◆ What is expected: The data beneath this task has to be reprinted character for character.

◆ Records for this task:
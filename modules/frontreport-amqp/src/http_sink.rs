use async_trait::async_trait;
use reqwest::StatusCode;

use frontreport_common::{format_index_date, Report, Service};
use frontreport_metrics::{CounterHandle, MetricsRegistry};

/// Unbatched HTTP adapter egress: posts each report individually to a
/// configured log-ingestion endpoint instead of an AMQP broker — `POST
/// {endpoint}/logs/{index_name}` with an `Authorization: ELK <key>` header
/// and a 200-only success check. Lets the ingestion pipeline be deployed
/// without a broker; exactly one `ReportSink` is active per process.
pub struct HttpDirectSink {
    client: reqwest::Client,
    endpoint: String,
    api_key: Option<String>,
    encode_errors: CounterHandle,
    request_total: CounterHandle,
    request_errors: CounterHandle,
}

impl HttpDirectSink {
    pub fn new(endpoint: String, api_key: Option<String>, metrics: &MetricsRegistry) -> Self {
        Self {
            client: reqwest::Client::new(),
            endpoint,
            api_key,
            encode_errors: metrics.register_counter("report_encoding.errors"),
            request_total: metrics.register_counter("adapter_request.total"),
            request_errors: metrics.register_counter("adapter_request.errors"),
        }
    }
}

#[async_trait]
impl frontreport_common::ReportSink for HttpDirectSink {
    async fn add_report(&self, report: Report) {
        let body = match report.to_json() {
            Ok(body) => body,
            Err(e) => {
                tracing::warn!(error = %e, kind = %report.kind(), "failed to encode report for direct-http adapter");
                self.encode_errors.inc(1);
                return;
            }
        };

        let date = format_index_date(chrono::Utc::now());
        let index_name = report.index_name(&date);
        let url = format!("{}/logs/{index_name}", self.endpoint);

        self.request_total.inc(1);
        let mut request = self
            .client
            .post(&url)
            .header("Content-Type", "application/json")
            .body(body);
        if let Some(key) = &self.api_key {
            request = request.header("Authorization", format!("ELK {key}"));
        }

        match request.send().await {
            Ok(resp) if resp.status() == StatusCode::OK => {}
            Ok(resp) => {
                tracing::warn!(status = %resp.status(), endpoint = %url, "adapter rejected report");
                self.request_errors.inc(1);
            }
            Err(e) => {
                tracing::warn!(error = %e, endpoint = %url, "adapter request failed");
                self.request_errors.inc(1);
            }
        }
    }
}

#[async_trait]
impl Service for HttpDirectSink {
    async fn start(&self) -> anyhow::Result<()> {
        Ok(())
    }

    async fn stop(&self) -> anyhow::Result<()> {
        Ok(())
    }
}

◆ Answer box:
filename modules/frontreport-amqp/src/http_sink.rs
use async_trait::async_trait;
use reqwest::StatusCode;

use frontreport_common::{format_index_date, Report, Service};
use frontreport_metrics::{CounterHandle, MetricsRegistry};

/// Unbatched HTTP adapter egress: posts each report individually to a
/// configured log-ingestion endpoint instead of an AMQP broker — `POST
/// {endpoint}/logs/{index_name}` with an `Authorization: ELK <key>` header
/// and a 200-only success check. Lets the ingestion pipeline be deployed
/// without a broker; exactly one `ReportSink` is active per process.
pub struct HttpDirectSink {
    client: reqwest::Client,
    endpoint: String,
    api_key: Option<String>,
    encode_errors: CounterHandle,
    request_total: CounterHandle,
    request_errors: CounterHandle,
}

impl HttpDirectSink {
    pub fn new(endpoint: String, api_key: Option<String>, metrics: &MetricsRegistry) -> Self {
        Self {
            client: reqwest::Client::new(),
            endpoint,
            api_key,
            encode_errors: metrics.register_counter("report_encoding.errors"),
            request_total: metrics.register_counter("adapter_request.total"),
            request_errors: metrics.register_counter("adapter_request.errors"),
        }
    }
}

#[async_trait]
impl frontreport_common::ReportSink for HttpDirectSink {
    async fn add_report(&self, report: Report) {
        let body = match report.to_json() {
            Ok(body) => body,
            Err(e) => {
                tracing::warn!(error = %e, kind = %report.kind(), "failed to encode report for direct-http adapter");
                self.encode_errors.inc(1);
                return;
            }
        };

        let date = format_index_date(chrono::Utc::now());
        let index_name = report.index_name(&date);
        let url = format!("{}/logs/{index_name}", self.endpoint);

        self.request_total.inc(1);
        let mut request = self
            .client
            .post(&url)
            .header("Content-Type", "application/json")
            .body(body);
        if let Some(key) = &self.api_key {
            request = request.header("Authorization", format!("ELK {key}"));
        }

        match request.send().await {
            Ok(resp) if resp.status() == StatusCode::OK => {}
            Ok(resp) => {
                tracing::warn!(status = %resp.status(), endpoint = %url, "adapter rejected report");
                self.request_errors.inc(1);
            }
            Err(e) => {
                tracing::warn!(error = %e, endpoint = %url, "adapter request failed");
                self.request_errors.inc(1);
            }
        }
    }
}

#[async_trait]
impl Service for HttpDirectSink {
    async fn start(&self) -> anyhow::Result<()> {
        Ok(())
    }

    async fn stop(&self) -> anyhow::Result<()> {
        Ok(())
    }
}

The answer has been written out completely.